Side effects to PPI therapy
Still, few remedies come without drawbacks. All medications come with side effects, and the medications involved in proton pump inhibitor therapy, such as Prilosec, Nexium and Protonix, are no different.
Short-term side effects include the following:
- headache
- nausea
- rash
- diarrhea
- constipation
- abdominal pain
These side effects are not usually severe and, if experienced, generally get better the longer the medication is taken.
The long-term side effects associated with proton pump inhibitors have been found to be minimal and mostly from observational studies. The consensus amongst gastrointestinal community is that it is a good idea for patients to take the lowest dosage possible and for the shortest possible duration unless otherwise indicated.

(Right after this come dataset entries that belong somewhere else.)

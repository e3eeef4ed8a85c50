//! Configuration management for routegate
//!
//! Parses TOML configuration files and provides typed access to settings.
//! A `Config` is built once at process start, validated, and then passed by
//! reference (or `Arc`) into every component constructor.

use crate::error::{AppError, AppResult};
use serde::{Deserialize, Serialize};
use std::collections::{BTreeMap, HashSet};
use std::path::{Path, PathBuf};
use std::str::FromStr;

/// Root configuration structure
#[derive(Debug, Clone, Deserialize, Serialize)]
pub struct Config {
    #[serde(default)]
    pub state: StateConfig,
    #[serde(default)]
    pub circuit_breaker: CircuitBreakerConfig,
    #[serde(default)]
    pub rate_limits: RateLimitConfig,
    pub routing_rules: RoutingRulesConfig,
    pub backends: Vec<BackendConfig>,
    #[serde(default)]
    pub domains: Vec<DomainConfig>,
    #[serde(default)]
    pub risk_domains: Vec<RiskDomainConfig>,
    #[serde(default)]
    pub compaction: CompactionConfig,
    #[serde(default)]
    pub observability: ObservabilityConfig,
}

/// Location of the shared on-disk state
#[derive(Debug, Clone, Deserialize, Serialize)]
pub struct StateConfig {
    #[serde(default = "default_state_dir")]
    pub dir: PathBuf,
}

impl Default for StateConfig {
    fn default() -> Self {
        Self {
            dir: default_state_dir(),
        }
    }
}

fn default_state_dir() -> PathBuf {
    PathBuf::from(".routegate")
}

impl StateConfig {
    pub fn circuit_store_path(&self) -> PathBuf {
        self.dir.join("circuit_breakers.json")
    }

    pub fn rate_limit_store_path(&self) -> PathBuf {
        self.dir.join("rate_limits.json")
    }

    pub fn decision_log_path(&self) -> PathBuf {
        self.dir.join("routing_decisions.jsonl")
    }

    pub fn availability_cache_path(&self) -> PathBuf {
        self.dir.join("model_availability.json")
    }

    /// Directory holding one `<YYYY-MM-DD>.json` daily summary per date
    pub fn summaries_dir(&self) -> PathBuf {
        self.dir.join("summaries")
    }

    /// Directory holding monthly archives and rotated logs
    pub fn archive_dir(&self) -> PathBuf {
        self.dir.join("archive")
    }
}

/// Circuit breaker thresholds
#[derive(Debug, Clone, Deserialize, Serialize)]
pub struct CircuitBreakerConfig {
    #[serde(default = "default_failure_threshold")]
    pub failure_threshold: u32,
    #[serde(default = "default_reset_timeout_ms")]
    pub reset_timeout_ms: u64,
    #[serde(default = "default_half_open_max_calls")]
    pub half_open_max_calls: u32,
}

impl Default for CircuitBreakerConfig {
    fn default() -> Self {
        Self {
            failure_threshold: default_failure_threshold(),
            reset_timeout_ms: default_reset_timeout_ms(),
            half_open_max_calls: default_half_open_max_calls(),
        }
    }
}

fn default_failure_threshold() -> u32 {
    3
}

fn default_reset_timeout_ms() -> u64 {
    300_000
}

fn default_half_open_max_calls() -> u32 {
    1
}

/// Per-user request limits
#[derive(Debug, Clone, Deserialize, Serialize)]
pub struct RateLimitConfig {
    #[serde(default = "default_requests_per_minute")]
    pub requests_per_minute: usize,
    #[serde(default = "default_requests_per_hour")]
    pub requests_per_hour: usize,
    #[serde(default = "default_premium_per_hour")]
    pub premium_per_hour: usize,
    /// Backends that consume premium quota
    #[serde(default)]
    pub premium_backends: Vec<String>,
}

impl RateLimitConfig {
    /// Whether requests to this backend consume premium quota
    pub fn is_premium(&self, backend: &str) -> bool {
        self.premium_backends.iter().any(|b| b == backend)
    }
}

impl Default for RateLimitConfig {
    fn default() -> Self {
        Self {
            requests_per_minute: default_requests_per_minute(),
            requests_per_hour: default_requests_per_hour(),
            premium_per_hour: default_premium_per_hour(),
            premium_backends: Vec::new(),
        }
    }
}

fn default_requests_per_minute() -> usize {
    20
}

fn default_requests_per_hour() -> usize {
    200
}

fn default_premium_per_hour() -> usize {
    20
}

/// Semantic routing rules
#[derive(Debug, Clone, Deserialize, Serialize)]
pub struct RoutingRulesConfig {
    #[serde(default = "default_max_domain_scores")]
    pub max_domain_scores: usize,
    #[serde(default = "default_context_override_threshold")]
    pub context_override_threshold: u64,
    #[serde(default = "default_confidence_threshold")]
    pub confidence_threshold: f64,
    /// Expertise assumed when a backend does not list a domain
    #[serde(default = "default_expertise")]
    pub default_expertise: u8,
    /// Backend forced when the context override fires
    pub large_context_backend: String,
    /// Token count above which context blind spots apply
    #[serde(default = "default_blind_spot_context_tokens")]
    pub blind_spot_context_tokens: u64,
    /// Words that mark a task as needing live data
    #[serde(default = "default_realtime_keywords")]
    pub realtime_keywords: Vec<String>,
    #[serde(default)]
    pub conflict: Option<ConflictConfig>,
}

There are also strong correlations between long-term PPI usage and pneumonia. The thought process behind this is that bacteria which is usually kept under control by stomach acid is allowed to develop thanks to the medication, and is then inhaled when stomach juices travel up the esophagus. The bacteria then grow within the lungs, causing pneumonia.
PPIs may also alter the bacteria of the gut in such a way that conditions favorable for C.difficile are created. So far, this is just a correlation, but with C.difficile infections as dangerous as they are - to the point of becoming life-threatening and making hospitalization necessary thanks to severe diarrhea and dehydration - being aware of the chances of developing such an infection is important.
In the light of these side effects, the use of PPI medications must be closely monitored by a physician, as too many patients tend to take these PPIs for years without monitoring their progress. Alternatives to drug therapy include antireflux procedures such as fundoplication or endoscopic treatments such as TIF or Stretta.